25. Adhesion receptors (Cell adhesion molecules (CAMs))
1- Immunoglobulins
2- Cadherins
3- Selectins
4- Integrins

26. Integrins: - leukocyte adhesion to endothelium.
The main cellular receptors for ECM components, such as fibronectins and laminins.
Present in the plasma membrane of most cells, with the exception of red blood cells.

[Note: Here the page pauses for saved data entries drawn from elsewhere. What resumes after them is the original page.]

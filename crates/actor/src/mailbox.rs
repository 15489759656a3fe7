use std::collections::VecDeque;

use parking_lot::Mutex;

use crate::OverflowPolicy;

/// Outcome from enqueueing a user message.
///
/// Every variant except `Enqueued` hands a message back so the caller can
/// record it as a dead letter.
#[derive(Debug, PartialEq, Eq)]
pub enum EnqueueOutcome<M> {
	/// Message was appended at the tail.
	Enqueued,
	/// Mailbox is full and the policy rejected the incoming message.
	DroppedNewest(M),
	/// Mailbox was full; the incoming message was appended and the head evicted.
	EvictedOldest(M),
	/// Mailbox is closed.
	Closed(M),
}

/// One dequeued item, control signals first.
#[derive(Debug, PartialEq, Eq)]
pub enum Dequeued<M, S> {
	System(S),
	User(M),
}

struct MailboxState<M, S> {
	system: VecDeque<S>,
	user: VecDeque<M>,
	closed: bool,
}

/// Two-lane FIFO mailbox owned by one actor.
///
/// Enqueueing never blocks. The system lane is always drained before the user
/// lane, so control signals overtake queued messages without pre-empting the
/// message currently being handled.
pub struct Mailbox<M, S> {
	capacity: Option<usize>,
	overflow: OverflowPolicy,
	state: Mutex<MailboxState<M, S>>,
}

impl<M, S> Mailbox<M, S> {
	/// Creates an unbounded mailbox.
	pub fn unbounded() -> Self {
		Self::with_state(None, OverflowPolicy::DropNewest)
	}

	/// Creates a mailbox whose user lane holds at most `capacity` messages.
	///
	/// # Panics
	///
	/// Panics if `capacity` is zero.
	pub fn bounded(capacity: usize, overflow: OverflowPolicy) -> Self {
		assert!(capacity > 0, "mailbox capacity must be > 0");
		Self::with_state(Some(capacity), overflow)
	}

	fn with_state(capacity: Option<usize>, overflow: OverflowPolicy) -> Self {
		Self {
			capacity,
			overflow,
			state: Mutex::new(MailboxState {
				system: VecDeque::new(),
				user: VecDeque::with_capacity(capacity.unwrap_or(0).min(1024)),
				closed: false,
			}),
		}
	}

	/// Appends one user message honoring the overflow policy.
	pub fn enqueue_user(&self, msg: M) -> EnqueueOutcome<M> {
		let mut state = self.state.lock();
		if state.closed {
			return EnqueueOutcome::Closed(msg);
		}
		let Some(capacity) = self.capacity else {
			state.user.push_back(msg);
			return EnqueueOutcome::Enqueued;
		};
		if state.user.len() < capacity {
			state.user.push_back(msg);
			return EnqueueOutcome::Enqueued;
		}
		match self.overflow {
			OverflowPolicy::DropNewest => EnqueueOutcome::DroppedNewest(msg),
			OverflowPolicy::DropOldest => {
				state.user.push_back(msg);
				match state.user.pop_front() {
					Some(evicted) => EnqueueOutcome::EvictedOldest(evicted),
					None => EnqueueOutcome::Enqueued,
				}
			}
		}
	}

	/// Appends one control signal. Returns the signal back if the mailbox is closed.
	pub fn enqueue_system(&self, signal: S) -> Result<(), S> {
		let mut state = self.state.lock();
		if state.closed {
			return Err(signal);
		}
		state.system.push_back(signal);
		Ok(())
	}

	/// Pops the next item: the system head if any, else the user head.
	pub fn dequeue(&self) -> Option<Dequeued<M, S>> {
		let mut state = self.state.lock();
		if let Some(signal) = state.system.pop_front() {
			return Some(Dequeued::System(signal));
		}
		state.user.pop_front().map(Dequeued::User)
	}

	/// Closes the mailbox and returns the user messages still queued.
	///
	/// Pending control signals are discarded. Closing twice returns nothing
	/// the second time.
	pub fn close(&self) -> Vec<M> {
		let mut state = self.state.lock();
		state.closed = true;
		state.system.clear();
		state.user.drain(..).collect()
	}

	/// Returns true once [`Self::close`] has run.
	pub fn is_closed(&self) -> bool {
		self.state.lock().closed
	}

	/// Returns true if either lane holds an item.
	pub fn has_messages(&self) -> bool {
		let state = self.state.lock();
		!state.system.is_empty() || !state.user.is_empty()
	}

	/// Number of queued user messages.
	pub fn len(&self) -> usize {
		self.state.lock().user.len()
	}

	/// Returns true if no user message is queued.
	pub fn is_empty(&self) -> bool {
		self.len() == 0
	}

	/// User lane capacity, `None` when unbounded.
	pub fn capacity(&self) -> Option<usize> {
		self.capacity
	}
}

#[cfg(test)]
mod tests {
	use std::sync::Arc;

	use super::*;

	type TestMailbox = Mailbox<u32, &'static str>;

	fn drain_all(mailbox: &TestMailbox) -> Vec<Dequeued<u32, &'static str>> {
		std::iter::from_fn(|| mailbox.dequeue()).collect()
	}

	#[test]
	fn unbounded_preserves_fifo_order() {
		let mailbox = TestMailbox::unbounded();
		for i in 0..100 {
			assert_eq!(mailbox.enqueue_user(i), EnqueueOutcome::Enqueued);
		}
		let drained: Vec<_> = drain_all(&mailbox).into_iter().collect();
		let expected: Vec<_> = (0..100).map(Dequeued::User).collect();
		assert_eq!(drained, expected);
	}

	#[test]
	fn system_lane_overtakes_queued_user_messages() {
		let mailbox = TestMailbox::unbounded();
		let _ = mailbox.enqueue_user(1);
		let _ = mailbox.enqueue_user(2);
		assert!(mailbox.enqueue_system("stop").is_ok());

		assert_eq!(mailbox.dequeue(), Some(Dequeued::System("stop")));
		assert_eq!(mailbox.dequeue(), Some(Dequeued::User(1)));
		assert_eq!(mailbox.dequeue(), Some(Dequeued::User(2)));
		assert_eq!(mailbox.dequeue(), None);
	}

	// ── Bounded golden tests (capacity=3, push 1..=5) ──

	#[test]
	fn drop_newest_rejects_incoming_when_full() {
		let mailbox = TestMailbox::bounded(3, OverflowPolicy::DropNewest);
		assert_eq!(mailbox.enqueue_user(1), EnqueueOutcome::Enqueued);
		assert_eq!(mailbox.enqueue_user(2), EnqueueOutcome::Enqueued);
		assert_eq!(mailbox.enqueue_user(3), EnqueueOutcome::Enqueued);
		assert_eq!(mailbox.enqueue_user(4), EnqueueOutcome::DroppedNewest(4));
		assert_eq!(mailbox.enqueue_user(5), EnqueueOutcome::DroppedNewest(5));

		assert_eq!(drain_all(&mailbox), vec![Dequeued::User(1), Dequeued::User(2), Dequeued::User(3)]);
	}

	#[test]
	fn drop_oldest_evicts_head_when_full() {
		let mailbox = TestMailbox::bounded(3, OverflowPolicy::DropOldest);
		assert_eq!(mailbox.enqueue_user(1), EnqueueOutcome::Enqueued);
		assert_eq!(mailbox.enqueue_user(2), EnqueueOutcome::Enqueued);
		assert_eq!(mailbox.enqueue_user(3), EnqueueOutcome::Enqueued);
		assert_eq!(mailbox.enqueue_user(4), EnqueueOutcome::EvictedOldest(1));
		assert_eq!(mailbox.enqueue_user(5), EnqueueOutcome::EvictedOldest(2));

		assert_eq!(drain_all(&mailbox), vec![Dequeued::User(3), Dequeued::User(4), Dequeued::User(5)]);
	}

	#[test]
	fn bounded_capacity_ignores_system_lane() {
		let mailbox = TestMailbox::bounded(1, OverflowPolicy::DropNewest);
		assert_eq!(mailbox.enqueue_user(1), EnqueueOutcome::Enqueued);
		assert!(mailbox.enqueue_system("kill").is_ok());
		assert!(mailbox.enqueue_system("stop").is_ok());
		assert_eq!(mailbox.len(), 1);
	}

	// ── Closed mailbox ──

	#[test]
	fn close_returns_leftovers_and_rejects_further_sends() {
		let mailbox = TestMailbox::unbounded();
		let _ = mailbox.enqueue_user(10);
		let _ = mailbox.enqueue_user(20);
		let _ = mailbox.enqueue_system("stop");

		assert_eq!(mailbox.close(), vec![10, 20]);
		assert!(mailbox.is_closed());
		assert_eq!(mailbox.enqueue_user(30), EnqueueOutcome::Closed(30));
		assert_eq!(mailbox.enqueue_system("kill"), Err("kill"));
		assert_eq!(mailbox.dequeue(), None);
		assert!(mailbox.close().is_empty());
	}

	#[test]
	fn has_messages_tracks_both_lanes() {
		let mailbox = TestMailbox::unbounded();
		assert!(!mailbox.has_messages());
		let _ = mailbox.enqueue_system("start");
		assert!(mailbox.has_messages());
		assert!(mailbox.is_empty());
		let _ = mailbox.dequeue();
		assert!(!mailbox.has_messages());
	}

	// ── Concurrency: no loss, per-producer order kept ──

	#[test]
	fn concurrent_producers_never_lose_or_reorder() {
		const PRODUCERS: u32 = 8;
		const PER_PRODUCER: u32 = 500;

		let mailbox = Arc::new(TestMailbox::unbounded());
		let threads: Vec<_> = (0..PRODUCERS)
			.map(|producer| {
				let mailbox = Arc::clone(&mailbox);
				std::thread::spawn(move || {
					for seq in 0..PER_PRODUCER {
						let _ = mailbox.enqueue_user(producer * PER_PRODUCER + seq);
					}
				})
			})
			.collect();
		for thread in threads {
			thread.join().unwrap();
		}

		let received: Vec<u32> = std::iter::from_fn(|| mailbox.dequeue())
			.map(|item| match item {
				Dequeued::User(v) => v,
				Dequeued::System(s) => panic!("unexpected signal {s}"),
			})
			.collect();
		assert_eq!(received.len(), (PRODUCERS * PER_PRODUCER) as usize);

		for producer in 0..PRODUCERS {
			let lo = producer * PER_PRODUCER;
			let hi = lo + PER_PRODUCER;
			let seen: Vec<u32> = received.iter().copied().filter(|v| (lo..hi).contains(v)).collect();
			let expected: Vec<u32> = (lo..hi).collect();
			assert_eq!(seen, expected, "producer {producer} order must be preserved");
		}
	}
}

They bind to many ECM components through RGD motifs, initiating signaling cascades that can affect cell locomotion, proliferation, and differentiation.
Their intracellular domains link to actin filaments, thereby affecting cell shape and mobility.

27. Functions of the Extracellular Matrix
Mechanical support for cell anchorage and cell migration, and maintenance of cell polarity
Control of cell proliferation by binding and displaying growth factors and by signaling through cellular receptors of the integrin family.
Scaffolding for tissue renewal: integrity of the basement membrane or the stroma of parenchymal cells is critical for the organized regeneration of tissues.
Establishment of tissue microenvironments: Basement membrane acts as a boundary between epithelium and underlying connective tissue.